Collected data

※

//! Frame stepping for chart animations.
//!
//! The chart owns one [`AnimationService`]. Rendering with a non-zero
//! duration queues an animation of `duration / 16.66 ms` steps, replacing any
//! animation already in flight. The host drives it with
//! [`crate::Chart::advance_frame`]; frames dropped by the host are derived
//! from the elapsed time so animations finish on time, and the last step
//! always eases exactly `1.0`.

use std::time::Duration;

use chartkit_core::EasingFunction;

use crate::config::{AnimationCallback, AnimationOptions};

/// Nominal frame length (60 fps).
pub const FRAME_DURATION: Duration = Duration::from_micros(16_660);

/// State of an animation after a step, passed to the callbacks.
#[derive(Debug, Clone, Copy, PartialEq)]
pub struct AnimationProgress {
    pub current_step: f64,
    pub num_steps: f64,
    /// Linear progress, `current_step / num_steps`.
    pub step_decimal: f64,
    /// Eased progress handed to `transition`.
    pub ease: f64,
}

impl AnimationProgress {
    pub fn is_complete(&self) -> bool {
        self.current_step >= self.num_steps
    }
}

struct Animation {
    current_step: f64,
    num_steps: f64,
    easing: EasingFunction,
    on_progress: Option<AnimationCallback>,
    on_complete: Option<AnimationCallback>,
}

/// One advanced frame: what to draw and whom to notify.
pub(crate) struct FrameStep {
    pub progress: AnimationProgress,
    pub on_progress: Option<AnimationCallback>,
    pub on_complete: Option<AnimationCallback>,
}

/// Animation queue of one chart.
#[derive(Default)]
pub struct AnimationService {
    current: Option<Animation>,
    animating: bool,
}

impl std::fmt::Debug for AnimationService {
    fn fmt(&self, f: &mut std::fmt::Formatter<'_>) -> std::fmt::Result {
        f.debug_struct("AnimationService")
            .field("active", &self.current.is_some())
            .field("animating", &self.animating)
            .field("progress", &self.current.as_ref().map(|a| (a.current_step, a.num_steps)))
            .finish()
    }
}

impl AnimationService {
    pub fn new() -> Self {
        Self::default()
    }

    /// Queue an animation, replacing the current one.
    ///
    /// A lazy animation runs without marking the chart as animating.
    pub fn add(&mut self, duration: Duration, options: &AnimationOptions, lazy: bool) {
        let num_steps = duration.as_nanos() as f64 / FRAME_DURATION.as_nanos() as f64;
        tracing::trace!(num_steps, lazy, "queueing animation");
        if self.current.is_some() {
            tracing::trace!("replacing in-flight animation");
        }
        self.current = Some(Animation {
            current_step: 0.0,
            num_steps,
            easing: options.easing,
            on_progress: options.on_progress.clone(),
            on_complete: options.on_complete.clone(),
        });
        if !lazy {
            self.animating = true;
        }
    }

    /// Drop the current animation without completing it.
    pub fn cancel(&mut self) {
        if self.current.take().is_some() {
            tracing::trace!("animation cancelled");
        }
        self.animating = false;
    }

    /// Whether an animation is queued.
    pub fn is_active(&self) -> bool {
        self.current.is_some()
    }

    /// Whether a non-lazy animation is running.
    pub fn is_animating(&self) -> bool {
        self.animating
    }

    /// Advance by the time elapsed since the previous frame.
    pub(crate) fn advance(&mut self, elapsed: Duration) -> Option<FrameStep> {
        let animation = self.current.as_mut()?;

        let steps = (elapsed.as_nanos() / FRAME_DURATION.as_nanos()).max(1) as f64;
        animation.current_step = (animation.current_step + steps).min(animation.num_steps);

        let step_decimal = if animation.num_steps > 0.0 {
            animation.current_step / animation.num_steps
        } else {
            1.0
        };
        let progress = AnimationProgress {
            current_step: animation.current_step,
            num_steps: animation.num_steps,
            step_decimal,
            ease: animation.easing.apply(step_decimal),
        };
        tracing::trace!(step = progress.current_step, ease = progress.ease, "animation frame");

        let step = FrameStep {
            progress,
            on_progress: animation.on_progress.clone(),
            on_complete: animation.on_complete.clone(),
        };
        if progress.is_complete() {
            self.current = None;
            self.animating = false;
        }
        Some(step)
    }
}

#[cfg(test)]
mod tests {
    use super::*;

    fn options(easing: EasingFunction) -> AnimationOptions {
        AnimationOptions {
            easing,
            ..Default::default()
        }
    }

    #[test]
    fn test_steps_follow_frames() {
        let mut service = AnimationService::new();
        service.add(FRAME_DURATION * 4, &options(EasingFunction::Linear), false);
        assert!(service.is_animating());

        let step = service.advance(FRAME_DURATION).unwrap();
        assert!((step.progress.ease - 0.25).abs() < 1e-9);

        let step = service.advance(FRAME_DURATION * 2).unwrap();
        assert!((step.progress.ease - 0.75).abs() < 1e-9);

        let step = service.advance(FRAME_DURATION * 10).unwrap();
        assert_eq!(step.progress.ease, 1.0);
        assert!(step.progress.is_complete());
        assert!(!service.is_active());
        assert!(!service.is_animating());
        assert!(service.advance(FRAME_DURATION).is_none());
    }

    #[test]
    fn test_short_frames_still_advance() {
        let mut service = AnimationService::new();
        service.add(FRAME_DURATION * 2, &options(EasingFunction::Linear), false);
        let step = service.advance(Duration::from_millis(1)).unwrap();
        assert!((step.progress.ease - 0.5).abs() < 1e-9);
    }

    #[test]
    fn test_lazy_and_replace() {
        let mut service = AnimationService::new();
        service.add(Duration::from_secs(1), &options(EasingFunction::QuartOut), true);
        assert!(service.is_active());
        assert!(!service.is_animating());

        service.add(FRAME_DURATION, &options(EasingFunction::Linear), false);
        let step = service.advance(FRAME_DURATION).unwrap();
        assert_eq!(step.progress.ease, 1.0);

        service.add(Duration::from_secs(1), &options(EasingFunction::Linear), false);
        service.cancel();
        assert!(!service.is_active());
        assert!(!service.is_animating());
    }
}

※

Action item
Copy out the data above word for word, starting at its first line and ending with the line that contains "pub fn add(&mut".

Written solution
//! Frame stepping for chart animations.
//!
//! The chart owns one [`AnimationService`]. Rendering with a non-zero
//! duration queues an animation of `duration / 16.66 ms` steps, replacing any
//! animation already in flight. The host drives it with
//! [`crate::Chart::advance_frame`]; frames dropped by the host are derived
//! from the elapsed time so animations finish on time, and the last step
//! always eases exactly `1.0`.

use std::time::Duration;

use chartkit_core::EasingFunction;

use crate::config::{AnimationCallback, AnimationOptions};

/// Nominal frame length (60 fps).
pub const FRAME_DURATION: Duration = Duration::from_micros(16_660);

/// State of an animation after a step, passed to the callbacks.
#[derive(Debug, Clone, Copy, PartialEq)]
pub struct AnimationProgress {
    pub current_step: f64,
    pub num_steps: f64,
    /// Linear progress, `current_step / num_steps`.
    pub step_decimal: f64,
    /// Eased progress handed to `transition`.
    pub ease: f64,
}

impl AnimationProgress {
    pub fn is_complete(&self) -> bool {
        self.current_step >= self.num_steps
    }
}

struct Animation {
    current_step: f64,
    num_steps: f64,
    easing: EasingFunction,
    on_progress: Option<AnimationCallback>,
    on_complete: Option<AnimationCallback>,
}

/// One advanced frame: what to draw and whom to notify.
pub(crate) struct FrameStep {
    pub progress: AnimationProgress,
    pub on_progress: Option<AnimationCallback>,
    pub on_complete: Option<AnimationCallback>,
}

/// Animation queue of one chart.
#[derive(Default)]
pub struct AnimationService {
    current: Option<Animation>,
    animating: bool,
}

impl std::fmt::Debug for AnimationService {
    fn fmt(&self, f: &mut std::fmt::Formatter<'_>) -> std::fmt::Result {
        f.debug_struct("AnimationService")
            .field("active", &self.current.is_some())
            .field("animating", &self.animating)
            .field("progress", &self.current.as_ref().map(|a| (a.current_step, a.num_steps)))
            .finish()
    }
}

impl AnimationService {
    pub fn new() -> Self {
        Self::default()
    }

    /// Queue an animation, replacing the current one.
    ///
    /// A lazy animation runs without marking the chart as animating.
    pub fn add(&mut self, duration: Duration, options: &AnimationOptions, lazy: bool) {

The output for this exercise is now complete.